Our calculation of the number of weighted-average units outstanding includes the common units that have been awarded to our directors that are deferred under our Non-Employee Director Deferred Compensation Plan.
All of our Series A Preferred Units were converted into common units on August 4, 2014 (see Note 8). Prior to conversion, our Series A Preferred Units were considered participating securities for purposes of the basic earnings per unit calculation during periods in which they received cash distributions. We were required to pay in-kind distributions to the Series A Preferred Units for the first four full quarters beginning the second quarter of 2013, and continued to pay these distributions until the Series A Preferred Units were converted into common units. Because the Series A Preferred Units received in-kind distributions, they have been excluded from the basic earnings per unit calculation for the three months ended March 31, 2014.
Distributions
Our agreement of limited partnership, which was amended and restated on August 4, 2014 in order to establish the Class B Convertible Units (as amended and restated, the “Partnership Agreement”), requires that within 45 days after the end of each quarter, we distribute all of our available cash to unitholders of record on the applicable record date, as determined by our General Partner. We intend to make a minimum quarterly distribution to the holders of our common units and subordinated units of $0.40 per unit, or $1.60 on an annualized basis, to the extent we have sufficient cash from our operations after the establishment of cash reserves and the payment of costs and expenses, including reimbursements of expenses to our General Partner. However, there is no guarantee that we will pay the minimum quarterly distribution on our units in any quarter. Beginning with the third quarter of 2014, until such time that we have a distributable cash flow divided by cash distributions ratio (“Distributable Cash Flow Ratio”) of at least 1.0, Holdings, the holder of all of our subordinated units, waived the right to receive distributions on any subordinated units that would cause the Distributable Cash Flow Ratio to be less than 1.0.

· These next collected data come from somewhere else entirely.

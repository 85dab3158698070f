//! Persisted player progress
//!
//! Best scores and completed levels, stored as JSON in the user's config
//! directory. Loading tolerates absent, unreadable, or older-schema files
//! by falling back to defaults field by field; a failed save is logged and
//! the session carries on with in-memory state.

use std::collections::BTreeMap;
use std::path::PathBuf;

use serde::{Deserialize, Serialize};

/// Level ids available from the start
const ALL_LEVELS: [u32; 6] = [1, 2, 3, 4, 5, 6];

/// Best recorded result for one level
#[derive(Debug, Clone, Copy, PartialEq, Eq, Serialize, Deserialize)]
pub struct BestScore {
    /// Final accuracy, 0..=100
    pub accuracy: u32,
    /// Completion time in seconds
    pub time: u64,
    /// Hints spent in the recorded run, 0..=2
    pub hints: u32,
}

impl BestScore {
    /// Strict-improvement comparison: better accuracy wins, equal accuracy
    /// falls back to faster time
    pub fn beats(&self, other: &BestScore) -> bool {
        self.accuracy > other.accuracy
            || (self.accuracy == other.accuracy && self.time < other.time)
    }
}

/// Process-wide progress record, survives sessions
#[derive(Debug, Clone, Serialize, Deserialize)]
#[serde(default, rename_all = "camelCase")]
pub struct PlayerProgress {
    /// Levels ever completed (append-only union)
    pub completed_levels: Vec<u32>,
    /// Best result per completed level
    pub best_scores: BTreeMap<u32, BestScore>,
    /// Levels available to play (static: everything is unlocked)
    pub unlocked_levels: Vec<u32>,
}

impl Default for PlayerProgress {
    fn default() -> Self {
        Self {
            completed_levels: Vec::new(),
            best_scores: BTreeMap::new(),
            unlocked_levels: ALL_LEVELS.to_vec(),
        }
    }
}

impl PlayerProgress {
    pub fn is_completed(&self, level_id: u32) -> bool {
        self.completed_levels.contains(&level_id)
    }

    pub fn best(&self, level_id: u32) -> Option<&BestScore> {
        self.best_scores.get(&level_id)
    }

    /// Record a completed run. The level joins the completed set
    /// (idempotent), and the best score is replaced only on strict
    /// improvement. Returns true if the stored best changed.
    pub fn record_completion(&mut self, level_id: u32, score: BestScore) -> bool {
        if !self.completed_levels.contains(&level_id) {
            self.completed_levels.push(level_id);
        }

        match self.best_scores.get(&level_id) {
            Some(current) if !score.beats(current) => false,
            _ => {
                self.best_scores.insert(level_id, score);
                true
            }
        }
    }
}

/// File-backed progress store.
///
/// `path: None` (no config directory, or WASM) degrades to an in-memory
/// store: loads yield defaults and saves report failure without aborting
/// gameplay.
#[derive(Debug, Clone)]
pub struct ProgressStore {
    path: Option<PathBuf>,
}

impl ProgressStore {
    /// Store at the platform config location
    pub fn at_default_location() -> Self {
        Self {
            path: default_path(),
        }
    }

    /// Store at an explicit path (used by tests)
    pub fn with_path(path: impl Into<PathBuf>) -> Self {
        Self {
            path: Some(path.into()),
        }
    }

    /// Load progress, falling back to defaults when nothing is stored or
    /// the stored data is unreadable
    pub fn load(&self) -> PlayerProgress {
        let Some(path) = &self.path else {
            return PlayerProgress::default();
        };

        let contents = match std::fs::read_to_string(path) {
            Ok(c) => c,
            Err(e) if e.kind() == std::io::ErrorKind::NotFound => {
                return PlayerProgress::default();
            }
            Err(e) => {
                eprintln!("Failed to read progress file {}: {}", path.display(), e);
                return PlayerProgress::default();
            }
        };

        match serde_json::from_str(&contents) {
            Ok(progress) => progress,
            Err(e) => {
                eprintln!("Ignoring malformed progress file {}: {}", path.display(), e);
                PlayerProgress::default()
            }
        }
    }

    /// Save progress. Failures are logged and reported, never fatal.
    pub fn save(&self, progress: &PlayerProgress) -> bool {
        let Some(path) = &self.path else {
            eprintln!("No progress path available, best score not persisted");
            return false;
        };

        if let Some(parent) = path.parent() {
            if let Err(e) = std::fs::create_dir_all(parent) {
                eprintln!("Failed to create progress directory: {}", e);
                return false;
            }
        }

        let contents = match serde_json::to_string_pretty(progress) {
            Ok(c) => c,
            Err(e) => {
                eprintln!("Failed to serialize progress: {}", e);
                return false;
            }
        };

        match std::fs::write(path, contents) {
            Ok(()) => true,
            Err(e) => {
                eprintln!("Failed to write progress file {}: {}", path.display(), e);
                false
            }
        }
    }
}

#[cfg(not(target_arch = "wasm32"))]
fn default_path() -> Option<PathBuf> {
    dirs::config_dir().map(|dir| dir.join("prism-quest").join("progress.json"))
}

#[cfg(target_arch = "wasm32")]
fn default_path() -> Option<PathBuf> {
    None
}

With respect to the fourth quarter of 2014, Holdings also waived the requirement that any distribution owed to it for that quarter be paid within 45 days of the end of the quarter, provided that the distribution was paid before or in conjunction with the filing of our 2014 Annual Report on Form 10-K. We paid a distribution of $0.28 per unit on our 12,213,713 subordinated units in conjunction with the filing of our 2014 Annual Report on Form 10-K.
Paid In-Kind Distributions
Series A Preferred Units. During the second quarter of 2013, we raised $40.0 million of equity through issuances of 1,715,000 Series A Preferred Units and an additional General Partner contribution to satisfy the requirements of our Previous Credit Facility (as defined in Note 6) (see Notes 6 and 8). Under the terms of our Partnership Agreement, we were required to pay the holders of our Series A Preferred Units quarterly distributions of in-kind Series A Preferred Units for the first four full quarters following the issuance of the units and continuing thereafter until the board of directors of our General Partner determined to begin paying quarterly distributions in cash. In-kind distributions were in the form of Series A Preferred Units at a rate of $0.40 per outstanding Series A Preferred Unit per quarter (or 7% per year of the per unit purchase price). Cash distributions were required to equal the greater of $0.40 per unit per quarter or the quarterly distribution paid with respect to each common unit. In accordance with the Partnership Agreement, our General Partner received a corresponding distribution of in-kind general partner units to maintain its 2.0% interest in us. In connection with the Holdings Transaction (see Notes 1 and 2), all holders of the Series A Preferred Units elected to convert their Series A Preferred Units into 2,015,638 common units based on a 110% exchange ratio.
The following table represents the paid in-kind (“PIK”) distribution declared in 2014 through August 4, 2014, the date on which all outstanding Series A Preferred Units were converted to common units (in thousands, except per unit and in-kind distribution units):
|
| | | | | | | | | | | | | | | | | | | | | |
Payment Date | | Attributable to the Quarter Ended(1) | | Per Unit Distribution | | In-Kind Series A Preferred Unit Distributions to Series A Preferred Holders | | In-Kind Series A Preferred Distributions Value(2) | | In-Kind Unit Distribution to General Partner | | In-Kind General Partner Distribution Value(2) |
2014 | | | | | | | | | | | | | |
May 15, 2014 | | March 31, 2014 | | $ | 0.40 |
| | | 31,513 |
| | $ | 534 |
| | 643 |
| | $ | 11 |
|
(1) As a result of the conversion, the Series A Preferred Unit holders (and the corresponding General Partner units) ceased receiving PIK distributions effective with the quarter ended June 30, 2014, but received a cash distribution on the converted common units.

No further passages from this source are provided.